Il reprit, après un instant de méditation :

– Je ne chercherai pas à vous inspirer pitié pour le petit roi aux abois que j'étais alors. C'est bien ainsi. Je me suis promis d'inspirer la crainte et l'obéissance. Entre mon dénuement de naguère et mon pouvoir d'aujourd'hui, le chemin a été long et tourmenté. J'ai vu mon Parlement lever une armée contre moi et Turenne en accepter le commandement, le duc de Beaufort et le prince de Condé organiser la Fronde, la duchesse de Chevreuse s'employer pour amener les armées étrangères de l'archiduc d'Autriche et du duc de Lorraine à Paris. J'ai vu Condé, après avoir été mon sauveur, partir en claquant la porte, proférant de basses menaces. Mazarin le faisait arrêter. Alors la duchesse de Longueville, sa sœur, soulevait la Normandie, la princesse de Condé la Guyenne, tandis que la duchesse de Chevreuse invitait les Espagnols cette fois à envahir la France. J'ai vu mon Premier ministre, vaincu, s'enfuir, les Français se battre entre eux sous les murs de Paris, et ma cousine, la Grande Mademoiselle, faire tirer le canon de la Bastille sur mes propres troupes. Accordez-moi au moins les circonstances atténuantes d'avoir été élevé à l'école de la totale méfiance et de la trahison. J'ai, certes, su oublier quand il le fallait, mais non les leçons d'une expérience aussi amère !
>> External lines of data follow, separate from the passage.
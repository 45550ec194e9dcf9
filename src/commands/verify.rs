//! `ecs-reconcile verify` command.

use std::io::Write;

use crate::canonical::{canonicalize_service, canonicalize_task_definition};
use crate::cli::VerifyArgs;
use crate::config::Config;
use crate::context::ServiceContext;
use crate::error::Result;
use crate::loader::DefinitionLoader;
use crate::model::{Service, TaskDefinition};
use crate::verify::{resolve_identity, verify, VerifyContext, VerifyOptions, VerifyTarget};

impl From<&VerifyArgs> for VerifyOptions {
    fn from(args: &VerifyArgs) -> Self {
        Self {
            get_secrets: !args.no_get_secrets,
            put_logs: !args.no_put_logs,
            cache: !args.no_cache,
        }
    }
}

/// Loads the configured definitions in the canonical form `diff` compares.
fn load_definitions(
    services: &ServiceContext,
    config: &Config,
) -> Result<(TaskDefinition, Option<Service>)> {
    let loader = DefinitionLoader::new(services);
    let mut task_definition = loader.task_definition(&config.task_definition)?;
    canonicalize_task_definition(&mut task_definition);
    let mut service =
        config.service_definition.as_deref().map(|p| loader.service(p)).transpose()?;
    if let Some(sv) = service.as_mut() {
        canonicalize_service(sv);
    }
    Ok((task_definition, service))
}

/// Execute the `verify` command, writing check lines to `out`.
///
/// # Errors
///
/// Returns an error if a definition cannot be loaded or a check fails.
pub async fn run(
    services: &ServiceContext,
    config: &Config,
    args: &VerifyArgs,
    color: bool,
    out: &mut (dyn Write + Send),
) -> Result<()> {
    let (task_definition, service) = load_definitions(services, config)?;
    let execution_role = task_definition.execution_role_arn.as_deref();
    let identity = resolve_identity(services.sts.as_ref(), execution_role).await;
    let cx = VerifyContext::new(services, identity, args.into()).with_output(out, color);
    let target = VerifyTarget {
        task_definition: &task_definition,
        service: service.as_ref(),
        cluster: &config.cluster,
    };
    verify(&cx, &target).await
}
Angélique le laissait parler, les mains jointes, le regard ailleurs. Il la sentait éloignée de lui et cette défection lui était plus sensible que toutes celles qu'il avait subies. Elle dit cependant, du bout des lèvres :

– Pourquoi plaidez-vous en somme ? À quoi bon !
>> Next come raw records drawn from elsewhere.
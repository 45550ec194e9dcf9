//! Command dispatch and handlers.

pub mod diff;
pub mod verify;

use std::io::Write;
use std::sync::Arc;
use std::time::Duration;

use crate::adapters::live::{HttpRegistry, LocalFileSystem};
use crate::cli::{Cli, Command};
use crate::config::Config;
use crate::context::ServiceContext;
use crate::error::{Error, Result};

/// Builds the service context for a parsed command line.
///
/// # Errors
///
/// Returns an error when no remote state file is given or it cannot be loaded.
pub fn context(cli: &Cli, config: &Config) -> Result<ServiceContext> {
    let Some(path) = &cli.remote_state else {
        return Err(Error::Config("--remote-state is required".into()));
    };
    let services = ServiceContext::from_remote_state(path, config.region())?;
    if cli.live_registry {
        return Ok(services.with_registry(Arc::new(HttpRegistry::new())));
    }
    Ok(services)
}

/// Dispatch a parsed command line, writing command output to `out`.
///
/// The whole command runs under the configured timeout.
///
/// # Errors
///
/// Returns an error if configuration fails, the selected command fails, or
/// the timeout elapses.
pub async fn dispatch(cli: &Cli, out: &mut (dyn Write + Send)) -> Result<()> {
    let color = cli.color().unwrap_or_else(|| colored::control::SHOULD_COLORIZE.should_colorize());
    colored::control::set_override(color);

    let config = Config::load(&LocalFileSystem, &cli.config)?;
    let services = context(cli, &config)?;
    let work = async {
        match &cli.command {
            Command::Diff(args) => diff::run(&services, &config, args, color, out).await,
            Command::Verify(args) => verify::run(&services, &config, args, color, out).await,
        }
    };
    tokio::time::timeout(Duration::from_secs(config.timeout), work)
        .await
        .map_err(|_| Error::Timeout(config.timeout))?
}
Louis XIV la considéra avec hauteur.

– Pour ma réputation ! La connaissance incomplète que vous avez des événements qui m'ont guidé vous a entraînée à tracer du roi une image insultante et fausse. Un roi qui abuserait de son pouvoir pour satisfaire les sentiments les plus mesquins n'est guère digne du titre sacré qu'il a reçu de Dieu en personne et de ses grands ancêtres. Ruiner la vie d'un homme uniquement par envie et jalousie était un acte méprisable et inconcevable de la part d'un vrai souverain. Agir de même avec la conviction que la condamnation d'un seul épargnerait les plus grands désordres à un peuple épuisé qui n'en avait déjà que trop supporté était un acte de sagesse.

– En quoi mon mari avait-il jamais menacé l'ordre dans votre royaume ?

– Par sa seule présence.

– Par sa seule présence ?

– Mais écoutez-moi donc ! Je me trouvais majeur enfin, de la majorité des rois qui n'est pas celle où les simples particuliers commencent à gouverner librement leurs affaires. J'avais quinze ans ! Je ne connaissais entièrement que la grandeur du fardeau, sans pouvoir bien connaître mes propres forces. Je m'encourageais en me disant que je n'avais point été mis et conservé sur le trône avec une aussi grande passion de bien faire sans en devoir trouver les moyens. Ils me furent donnés. Mon premier acte de majorité fut de faire arrêter le cardinal de Retz. Ainsi je « commençais le ménage » de ma maison. En quelques années je tranchai le sort de ceux qui si longtemps avaient brouillé le mien. Mon oncle Gaston d'Orléans fut relégué à Troyes. D'autres furent amnistiés, dont Beaufort et La Rochefoucauld. Le prince de Condé était passé aux Espagnols. Je le condamnai à mort par coutumace. À l'époque de mon mariage les Espagnols négocièrent son pardon. Je le lui accordai. Le temps avait passé. D'autres soucis me réclamaient : d'une part la prépondérance de plus en plus grande dans les affaires de mon surintendant, Fouquet. De l'autre le raidissement d'une province longtemps rivale du fief d'Ile-de-France, l'Aquitaine. Vous en étiez alors la reine, ma très chère. On parlait des merveilles de Toulouse et comment votre beauté allait ressusciter la belle Eléonore d'Aquitaine. Il ne m'échappait pas que cette province était d'une civilisation différente, et comme étrangère. Matée cruellement par la Croisade des Albigeois, plus tard longtemps anglaise et presque entièrement gagnée aux croyances hérétiques, elle en était encore à ne supporter qu'avec contrainte la tutelle de la couronne de France. Le titre seul de comte de Toulouse le posait donc comme un féal dangereux, sans même tenir compte de la personnalité de l'homme. Or, de plus, quel homme sous ce titre ! Un être d'une intelligence grandiose, d'un caractère excentrique et séduisant, riche, influent et savant. Je le vis et j'en demeurai obsédé d'inquiétude. Oui, il était plus riche que moi, et cela je ne pouvais l'admettre, car en notre siècle l'argent subordonne la puissance, et tôt ou tard cette puissance serait amenée à se mesurer avec la mienne.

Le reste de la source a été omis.